Dado que el piso cuarenta y uno era el lugar escogido por los más ambiciosos de la firma, y dado que no existían reglas que dirigieran la búsqueda del beneficio y la gloria, los hombres que trabajaban allí, incluyendo a los más sedientos de sangre, tenían una mirada ávida. El lugar se gobernaba por el simple acuerdo de que la persecución desenfrenada del propio interés era algo saludable. Devorar o ser devorado. Los hombres del piso cuarenta y uno trabajaban vigilando por encima del hombro para ver si alguien trataba de cargárselos, ya que no había modo de saber qué clase de hombre había conseguido ascender hasta el rango inferior al suyo y deseaba ansiosamente su puesto de trabajo. El abanico de conductas aceptables en Salomon Brothers era realmente amplio. Indicaba la habilidad del mercado libre para moldear el comportamiento de la gente según un patrón socialmente aceptable. Eso era el capitalismo en su forma más cruda, y era autodestructivo.

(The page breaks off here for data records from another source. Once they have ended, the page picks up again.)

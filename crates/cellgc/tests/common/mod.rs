//! Shared fixtures and helpers for the integration suite
//!
//! Every test file builds runtimes through these constructors so heap and
//! stack sizing stays consistent across the suite.

#![allow(dead_code)]

use std::collections::HashSet;

use cellgc::{GcConfig, HeapVariant, Runtime, CELL_SIZE};

/// Test fixture wrapping a runtime and the configuration it was built from
pub struct RuntimeFixture {
    pub rt: Runtime,
    pub config: GcConfig,
}

impl RuntimeFixture {
    /// Adaptive-heap runtime starting at the minimum capacity
    pub fn adaptive() -> Self {
        let config = GcConfig::default();
        let rt = Runtime::new(config.clone()).expect("runtime creation should succeed");
        Self { rt, config }
    }

    /// Fixed-heap runtime with room for exactly `cells` cells
    pub fn fixed_with_cells(cells: usize) -> Self {
        let config = GcConfig {
            variant: HeapVariant::Fixed,
            fixed_heap_size: cells * CELL_SIZE,
            ..Default::default()
        };
        let rt = Runtime::new(config.clone()).expect("runtime creation should succeed");
        Self { rt, config }
    }

    /// Adaptive runtime with a custom root stack capacity
    pub fn with_stack_capacity(slots: usize) -> Self {
        let config = GcConfig {
            stack_max: slots,
            ..Default::default()
        };
        let rt = Runtime::new(config.clone()).expect("runtime creation should succeed");
        Self { rt, config }
    }

    /// Push a sequence of integers, returning their addresses
    pub fn push_ints(&mut self, values: &[i64]) -> Vec<usize> {
        values
            .iter()
            .map(|&v| self.rt.push_int(v).expect("push_int should succeed"))
            .collect()
    }

    /// Push two integers and link them into a pair
    pub fn build_pair(&mut self, head: i64, tail: i64) -> usize {
        self.rt.push_int(head).expect("push_int should succeed");
        self.rt.push_int(tail).expect("push_int should succeed");
        self.rt.push_pair().expect("push_pair should succeed")
    }

    /// Addresses currently on the root stack, bottom to top
    pub fn stack_slots(&self) -> Vec<usize> {
        self.rt.stack().iter().collect()
    }

    /// Count the distinct cells reachable from the root stack
    ///
    /// Computed by walking the live graph through the public accessors, so
    /// it is independent of the collector's own accounting.
    pub fn reachable_count(&self) -> usize {
        let mut seen = HashSet::new();
        let mut work: Vec<usize> = self.rt.stack().iter().collect();
        while let Some(addr) = work.pop() {
            if !seen.insert(addr) {
                continue;
            }
            if let Some((head, tail)) = self.rt.pair_fields(addr) {
                work.push(head);
                work.push(tail);
            }
        }
        seen.len()
    }

    /// Assert that every cell reachable from the roots is a well-formed
    /// survivor: inside the heap, forwarding word absent, pair fields
    /// pointing back into the heap.
    pub fn assert_graph_well_formed(&self) {
        let mut seen = HashSet::new();
        let mut work: Vec<usize> = self.rt.stack().iter().collect();
        while let Some(addr) = work.pop() {
            if !seen.insert(addr) {
                continue;
            }
            assert!(
                self.rt.contains(addr),
                "reachable cell {:#x} is outside the heap",
                addr
            );
            let cell = unsafe { cellgc::Cell::read(addr) };
            assert_eq!(
                cell.forwarding,
                cellgc::object::FORWARDING_NONE,
                "surviving cell {:#x} still carries a forwarding word",
                addr
            );
            if let Some((head, tail)) = self.rt.pair_fields(addr) {
                work.push(head);
                work.push(tail);
            }
        }
    }
}
//! Mark Phase - Reachability from the Root Stack
//!
//! Walks the object graph from every root slot, stamping each reachable
//! cell's forwarding word with its own address. A stamped cell is never
//! visited twice, so cyclic graphs terminate; the stamp itself is interim
//! state that address planning overwrites with the cell's destination.
//!
//! The traversal uses an explicit work list rather than recursion: a long
//! chain of pairs is bounded only by the heap, not by the host call stack.

use crate::object::{self, Cell, CellKind, FORWARDING_NONE};
use crate::roots::RootStack;

/// Mark every cell reachable from the root stack.
///
/// Returns the number of cells marked.
pub(super) fn mark_from_roots(roots: &RootStack) -> usize {
    let mut work: Vec<usize> = roots.iter().collect();
    let mut marked = 0usize;

    while let Some(addr) = work.pop() {
        unsafe {
            if object::forwarding_of(addr) != FORWARDING_NONE {
                continue;
            }
            object::set_forwarding_of(addr, addr);
            marked += 1;

            if let CellKind::Pair { head, tail } = Cell::read(addr).kind {
                // Tail below head so the head side is walked first.
                work.push(tail);
                work.push(head);
            }
        }
    }

    marked
}
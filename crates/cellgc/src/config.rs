//! Configuration Module - Runtime Tuning Parameters
//!
//! Manages all configuration parameters for the runtime: heap variant and
//! sizing, root stack capacity, and diagnostics. Most parameters have
//! sensible defaults; `validate()` rejects combinations the collector cannot
//! operate under.

use crate::object::CELL_SIZE;

/// Maximum number of references the root stack can hold
pub const STACK_MAX: usize = 256;

/// Smallest heap capacity the adaptive variant will shrink to.
///
/// One cell: the minimum must always hold at least one allocation.
pub const HEAP_MIN: usize = CELL_SIZE;

/// Headroom factor applied to the surviving bytes when the adaptive variant
/// resizes the heap after a collection
pub const HEAP_HEADROOM: f64 = 1.5;

/// Capacity of the fixed variant's heap
pub const FIXED_HEAP_SIZE: usize = 1024 * 1024;

/// Heap sizing variant
///
/// The two variants share every phase of the collector except resizing:
/// the adaptive variant replaces (and thereby relocates) the whole heap
/// region between address planning and the slide, while the fixed variant
/// keeps the region where it is.
#[derive(Debug, Clone, Copy, PartialEq, Eq)]
pub enum HeapVariant {
    /// Heap stays at `fixed_heap_size` for the lifetime of the runtime
    Fixed,
    /// Heap is reallocated after every collection to
    /// `live_bytes * heap_headroom + additional`, floored at `heap_min`
    Adaptive,
}

/// Main configuration for the cell runtime
///
/// # Examples
///
/// ```rust
/// use cellgc::{GcConfig, HeapVariant};
///
/// // Default: adaptive heap starting at the minimum capacity
/// let config = GcConfig::default();
/// assert_eq!(config.variant, HeapVariant::Adaptive);
///
/// // Fixed 1 MiB heap
/// let config = GcConfig::fixed();
/// assert!(config.validate().is_ok());
/// ```
#[derive(Debug, Clone)]
pub struct GcConfig {
    /// Heap sizing variant
    pub variant: HeapVariant,

    /// Heap capacity in bytes for the fixed variant
    ///
    /// Ignored by the adaptive variant. Default: 1 MiB.
    pub fixed_heap_size: usize,

    /// Lower bound for the adaptive variant's capacity
    ///
    /// The heap never shrinks below this, and the initial heap is exactly
    /// this size. Must hold at least one cell. Default: one cell.
    pub heap_min: usize,

    /// Headroom factor for the adaptive variant
    ///
    /// After a collection the heap is sized to
    /// `live_bytes * heap_headroom + additional`. Must be >= 1.0.
    /// Default: 1.5.
    pub heap_headroom: f64,

    /// Root stack capacity in slots. Default: 256.
    pub stack_max: usize,

    /// Emit a log line after every collection with the surviving bytes and
    /// the heap capacity. Default: false.
    pub verbose: bool,

    /// Record per-cycle statistics. Default: true.
    pub stats_enabled: bool,
}

impl Default for GcConfig {
    fn default() -> Self {
        GcConfig {
            variant: HeapVariant::Adaptive,
            fixed_heap_size: FIXED_HEAP_SIZE,
            heap_min: HEAP_MIN,
            heap_headroom: HEAP_HEADROOM,
            stack_max: STACK_MAX,
            verbose: false,
            stats_enabled: true,
        }
    }
}

impl GcConfig {
    /// Configuration for the fixed-heap variant
    pub fn fixed() -> Self {
        GcConfig {
            variant: HeapVariant::Fixed,
            ..Default::default()
        }
    }

    /// Validate configuration
    ///
    /// Checks that every value is in a range the collector can operate
    /// under.
    ///
    /// # Examples
    ///
    /// ```rust
    /// use cellgc::GcConfig;
    ///
    /// let config = GcConfig {
    ///     stack_max: 0, // invalid
    ///     ..Default::default()
    /// };
    /// assert!(config.validate().is_err());
    /// ```
    pub fn validate(&self) -> Result<(), ConfigError> {
        if self.fixed_heap_size < CELL_SIZE {
            return Err(ConfigError::InvalidHeapSize(format!(
                "fixed_heap_size must hold at least one {}-byte cell",
                CELL_SIZE
            )));
        }

        if self.heap_min < CELL_SIZE {
            return Err(ConfigError::InvalidHeapSize(format!(
                "heap_min must hold at least one {}-byte cell",
                CELL_SIZE
            )));
        }

        if !self.heap_headroom.is_finite() || self.heap_headroom < 1.0 {
            return Err(ConfigError::InvalidHeadroom(
                "heap_headroom must be a finite factor >= 1.0".to_string(),
            ));
        }

        if self.stack_max == 0 {
            return Err(ConfigError::InvalidStackSize(
                "stack_max must be > 0".to_string(),
            ));
        }

        Ok(())
    }

    /// Build configuration from environment variables
    ///
    /// Overrides defaults with environment variables:
    /// - CELLGC_VARIANT (`fixed` or `adaptive`)
    /// - CELLGC_HEAP_SIZE (fixed variant capacity, bytes)
    /// - CELLGC_HEAP_MIN
    /// - CELLGC_HEADROOM
    /// - CELLGC_STACK_MAX
    /// - CELLGC_VERBOSE
    pub fn from_env() -> Self {
        let mut config = Self::default();

        if let Ok(val) = std::env::var("CELLGC_VARIANT") {
            if val.eq_ignore_ascii_case("fixed") {
                config.variant = HeapVariant::Fixed;
            } else if val.eq_ignore_ascii_case("adaptive") {
                config.variant = HeapVariant::Adaptive;
            }
        }

        if let Ok(val) = std::env::var("CELLGC_HEAP_SIZE") {
            if let Ok(size) = val.parse::<usize>() {
                config.fixed_heap_size = size;
            }
        }

        if let Ok(val) = std::env::var("CELLGC_HEAP_MIN") {
            if let Ok(size) = val.parse::<usize>() {
                config.heap_min = size;
            }
        }

        if let Ok(val) = std::env::var("CELLGC_HEADROOM") {
            if let Ok(factor) = val.parse::<f64>() {
                config.heap_headroom = factor;
            }
        }

        if let Ok(val) = std::env::var("CELLGC_STACK_MAX") {
            if let Ok(slots) = val.parse::<usize>() {
                config.stack_max = slots;
            }
        }

        if let Ok(val) = std::env::var("CELLGC_VERBOSE") {
            config.verbose = val == "1" || val.eq_ignore_ascii_case("true");
        }

        config
    }

    /// Capacity the heap starts out with under this configuration
    pub fn initial_capacity(&self) -> usize {
        match self.variant {
            HeapVariant::Fixed => self.fixed_heap_size,
            HeapVariant::Adaptive => self.heap_min,
        }
    }
}

/// Error types for configuration
#[derive(Debug, thiserror::Error)]
pub enum ConfigError {
    #[error("invalid heap size: {0}")]
    InvalidHeapSize(String),

    #[error("invalid headroom: {0}")]
    InvalidHeadroom(String),

    #[error("invalid stack size: {0}")]
    InvalidStackSize(String),
}
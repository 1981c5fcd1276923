//! Heap Management - Contiguous Cell Region with Bump Frontier
//!
//! The heap is one anonymous memory mapping holding a densely packed array
//! of fixed-size cells. A bump frontier separates allocated cells from free
//! space:
//!
//! ```text
//! base                    frontier              end
//! ├── allocated cells ────┼──── free space ─────┤
//! ```
//!
//! Allocation is a frontier bump and nothing else; exhaustion handling
//! (triggering a collection, retrying) belongs to the caller. Reallocation
//! replaces the whole region with a fresh mapping of the requested capacity,
//! preserving the allocated prefix; the region moves in memory, and the
//! caller is handed the old base so it can rebase any addresses it kept.

use memmap2::{MmapMut, MmapOptions};

use crate::error::{GcError, Result};
use crate::object::CELL_SIZE;
use crate::{memory, util};

/// Contiguous cell heap backed by an anonymous mapping
pub struct Heap {
    /// Backing mapping; its length is the capacity rounded up to a page
    mapping: MmapMut,
    /// Base address of the mapping, captured from its writable pointer
    base: usize,
    /// Usable capacity in bytes (base..base+capacity)
    capacity: usize,
    /// Bytes allocated so far, as an offset from base
    frontier: usize,
}

impl Heap {
    /// Create a heap with the given capacity in bytes
    ///
    /// The frontier starts at the base; no cells are allocated. Fails with
    /// `AllocationFailed` if the mapping cannot be created.
    pub fn new(capacity: usize) -> Result<Self> {
        let mut mapping = Self::map_region(capacity)?;
        let base = mapping.as_mut_ptr() as usize;
        Ok(Self {
            mapping,
            base,
            capacity,
            frontier: 0,
        })
    }

    fn map_region(capacity: usize) -> Result<MmapMut> {
        let len = util::align_up(capacity.max(1), page_size::get());
        MmapOptions::new()
            .len(len)
            .map_anon()
            .map_err(|e| GcError::AllocationFailed {
                requested: capacity,
                reason: e.to_string(),
            })
    }

    /// Base address of the region
    #[inline]
    pub fn base(&self) -> usize {
        self.base
    }

    /// One past the last usable byte of the region
    #[inline]
    pub fn end(&self) -> usize {
        self.base() + self.capacity
    }

    /// Address of the next allocation site
    #[inline]
    pub fn frontier(&self) -> usize {
        self.base() + self.frontier
    }

    /// Usable capacity in bytes
    #[inline]
    pub fn capacity(&self) -> usize {
        self.capacity
    }

    /// Bytes actually reserved from the OS (capacity rounded to a page)
    pub fn mapped_bytes(&self) -> usize {
        self.mapping.len()
    }

    /// Bytes currently allocated (frontier - base)
    #[inline]
    pub fn live_bytes(&self) -> usize {
        self.frontier
    }

    /// Bytes still free beyond the frontier
    #[inline]
    pub fn free_bytes(&self) -> usize {
        self.capacity - self.frontier
    }

    /// Whether `addr` falls inside the current region
    #[inline]
    pub fn contains(&self, addr: usize) -> bool {
        addr >= self.base() && addr < self.end()
    }

    /// Allocate one cell at the frontier
    ///
    /// Returns the address of the new cell, or `None` when fewer than
    /// `CELL_SIZE` bytes remain. The cell's memory is not initialized; the
    /// caller writes the cell immediately.
    #[inline]
    pub fn allocate_cell(&mut self) -> Option<usize> {
        if self.free_bytes() < CELL_SIZE {
            return None;
        }
        let addr = self.frontier();
        self.frontier += CELL_SIZE;
        debug_assert!(util::is_aligned(addr, std::mem::align_of::<usize>()));
        Some(addr)
    }

    /// Replace the region with one of `new_capacity` bytes
    ///
    /// Preserves the allocated prefix, up to `min(live_bytes, new_capacity)`
    /// bytes; if the new region is smaller than the allocated prefix the
    /// frontier is clamped to the new end. The region moves: addresses into
    /// the old region stay meaningful only as offsets from the returned old
    /// base.
    ///
    /// On failure the old region is left untouched (the new mapping is
    /// created before the old one is released) and `AllocationFailed` is
    /// returned.
    pub fn reallocate(&mut self, new_capacity: usize) -> Result<usize> {
        let mut new_mapping = Self::map_region(new_capacity)?;
        let new_base = new_mapping.as_mut_ptr() as usize;
        let old_base = self.base;
        let preserved = self.frontier.min(new_capacity);

        unsafe {
            // Distinct mappings never overlap.
            memory::copy_memory(old_base, new_base, preserved);
        }

        self.mapping = new_mapping;
        self.base = new_base;
        self.capacity = new_capacity;
        self.frontier = preserved;
        Ok(old_base)
    }

    /// Reset the frontier to `live_bytes` bytes past the base
    ///
    /// Used by the collector once the slide has packed the survivors into
    /// the low end of the region.
    pub fn set_live_bytes(&mut self, live_bytes: usize) {
        debug_assert!(live_bytes <= self.capacity);
        debug_assert_eq!(live_bytes % CELL_SIZE, 0);
        self.frontier = live_bytes;
    }
}

#[cfg(test)]
mod tests {
    use super::*;

    #[test]
    fn allocation_bumps_the_frontier() {
        let mut heap = Heap::new(4 * CELL_SIZE).unwrap();
        assert_eq!(heap.live_bytes(), 0);
        assert!(heap.mapped_bytes() >= heap.capacity());

        let first = heap.allocate_cell().unwrap();
        let second = heap.allocate_cell().unwrap();
        assert_eq!(first, heap.base());
        assert_eq!(second, first + CELL_SIZE);
        assert_eq!(heap.live_bytes(), 2 * CELL_SIZE);
    }

    #[test]
    fn exhausted_heap_refuses_allocation() {
        let mut heap = Heap::new(2 * CELL_SIZE).unwrap();
        assert!(heap.allocate_cell().is_some());
        assert!(heap.allocate_cell().is_some());
        assert!(heap.allocate_cell().is_none());
        // A failed allocation does not advance the frontier.
        assert_eq!(heap.live_bytes(), 2 * CELL_SIZE);
    }

    #[test]
    fn reallocation_preserves_the_allocated_prefix() {
        let mut heap = Heap::new(2 * CELL_SIZE).unwrap();
        let addr = heap.allocate_cell().unwrap();
        unsafe {
            std::ptr::write(addr as *mut u64, 0xdead_beef);
        }

        let old_base = heap.reallocate(8 * CELL_SIZE).unwrap();
        assert_eq!(old_base, addr);
        assert_eq!(heap.capacity(), 8 * CELL_SIZE);
        assert_eq!(heap.live_bytes(), CELL_SIZE);

        let moved = heap.base() + (addr - old_base);
        let value = unsafe { std::ptr::read(moved as *const u64) };
        assert_eq!(value, 0xdead_beef);
    }

    #[test]
    fn shrinking_reallocation_clamps_the_frontier() {
        let mut heap = Heap::new(4 * CELL_SIZE).unwrap();
        for _ in 0..4 {
            heap.allocate_cell().unwrap();
        }

        heap.reallocate(2 * CELL_SIZE).unwrap();
        assert_eq!(heap.capacity(), 2 * CELL_SIZE);
        assert_eq!(heap.live_bytes(), 2 * CELL_SIZE);
        assert!(heap.allocate_cell().is_none());
    }
}
use crate::{DecodedFlake, FlakeId, Result};
use std::time::Duration;

/// The common interface across both flake ID strategies.
///
/// A generator is constructed once per epoch (and host ID, for the host
/// strategy) and issues many IDs over the process lifetime. Decoding is bound
/// to the generator because only the generator knows which epoch its IDs are
/// measured against.
///
/// There is no "decode my last ID" sentinel input: [`Self::last_id`] and
/// [`Self::decode_last`] are explicit operations, and [`Self::decode`] always
/// treats its argument as a real ID.
pub trait FlakeGenerator {
    /// The concrete ID layout this strategy produces.
    type Id: FlakeId;

    /// The epoch all of this generator's timestamps are measured from, as a
    /// duration since the Unix epoch.
    fn epoch(&self) -> Duration;

    /// Generates the next ID.
    ///
    /// The only failure mode is a poisoned lock (a thread panicked while
    /// holding the generator's state).
    fn try_next_id(&self) -> Result<Self::Id>;

    /// Generates the next ID.
    ///
    /// # Panics
    /// Panics if the generator lock is poisoned. For explicitly fallible
    /// behavior, use [`Self::try_next_id`] instead.
    fn next_id(&self) -> Self::Id {
        self.try_next_id().unwrap()
    }

    /// Returns the most recently issued ID, if any ID has been issued.
    ///
    /// The only failure mode is a poisoned lock; `Ok(None)` always means no
    /// ID has been issued yet.
    fn try_last_id(&self) -> Result<Option<Self::Id>>;

    /// Returns the most recently issued ID, if any ID has been issued.
    ///
    /// # Panics
    /// Panics if the generator lock is poisoned. For explicitly fallible
    /// behavior, use [`Self::try_last_id`] instead.
    fn last_id(&self) -> Option<Self::Id> {
        self.try_last_id().unwrap()
    }

    /// Decodes an ID produced by any generator with the same epoch and
    /// strategy back into its issuing time and discriminator fields.
    ///
    /// Never fails for a syntactically valid 64-bit ID.
    fn decode(&self, id: Self::Id) -> DecodedFlake {
        DecodedFlake::new(self.epoch(), id)
    }

    /// Decodes the most recently issued ID, if any.
    ///
    /// # Panics
    /// Panics if the generator lock is poisoned, like [`Self::last_id`].
    fn decode_last(&self) -> Option<DecodedFlake> {
        self.last_id().map(|id| self.decode(id))
    }
}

Naturalmente, como aspirante de Salomon Brothers no tenías que preocuparte demasiado por la ética. Sólo intentabas seguir vivo. Te sentías halagado por pertenecer al mismo equipo que aquellos que se pisoteaban unos a otros sin cesar. Como el niño que, misteriosamente, se hace amigo del matón de la escuela, tendías a pasar por alto los defectos del personal de bonos a cambio de su protección. Yo escuchaba con ojos como platos cuando aquellos hombres venían a hablarnos y observaba sus modales de nevera, que no había visto jamás, salvo en la ficción. Como estudiante, debías partir de la premisa de que cada uno de aquellos personajes tenía un inmenso éxito y tratar de averiguar por qué. Con este estado de ánimo fue como contemplé por primera vez a la Piraña Humana en acción.

La Piraña Humana vino a disertar sobre bonos del Estado, pero estaba tan bien informado en lo tocante al manejo de dinero, que podía habernos hablado de cualquier cosa. Era el único vendedor de bonos que ponía nerviosos a los operadores, porque, en general, conocía mejor su trabajo que ellos mismos, y si se equivocaban dándole un precio incorrecto, normalmente los humillaba a gritos por el altavoz. El resto de los vendedores disfrutaba enormemente contemplándolo.

La Piraña Humana era un hombrecillo bajo y cuadrado, como el talonador de un equipo de rugby. Su mayor rasgo fuera de lo común era la expresión glacial de su rostro. Sus ojos oscuros, que, en realidad, eran dos agujeros negros, rara vez se movían, en cuyo caso, lo hacían muy lentamente, igual que un periscopio. Sus labios jamás parecían cambiar de forma; cuando hablaba, no se estiraban ni se contraían al compás de las palabras. Y de su boca emergía un torrente continuo de análisis concisos y de blasfemias.

Aquel día, la Piraña empezó arremetiendo contra el gobierno de Francia. El gobierno francés había emitido un bono conocido con el nombre de Giscard (el que describe Tom Wolfe en La hoguera de las vanidades. Wolfe se enteró de la existencia del bono Giscard a través de un operador de Salomon; en realidad, a fin de recopilar material para su vendedor de bonos de ficción, Wolfe fue al piso cuarenta y uno y se sentó a una distancia prudencial de la Piraña Humana). La Piraña estaba preocupado con el bono Giscard, bautizado así porque había sido una genial idea del gobierno de Valéry Giscard d’Estaing. Los franceses obtuvieron con el bono mil millones de dólares en 1978. Pero ése no era el problema. El problema residía en que el bono, en determinadas circunstancias, era canjeable en oro a treinta y dos dólares la onza; por tanto, el portador de, digamos, treinta y dos millones de dólares en bonos, en lugar de aceptar el metálico, podía exigir un millón de onzas de oro.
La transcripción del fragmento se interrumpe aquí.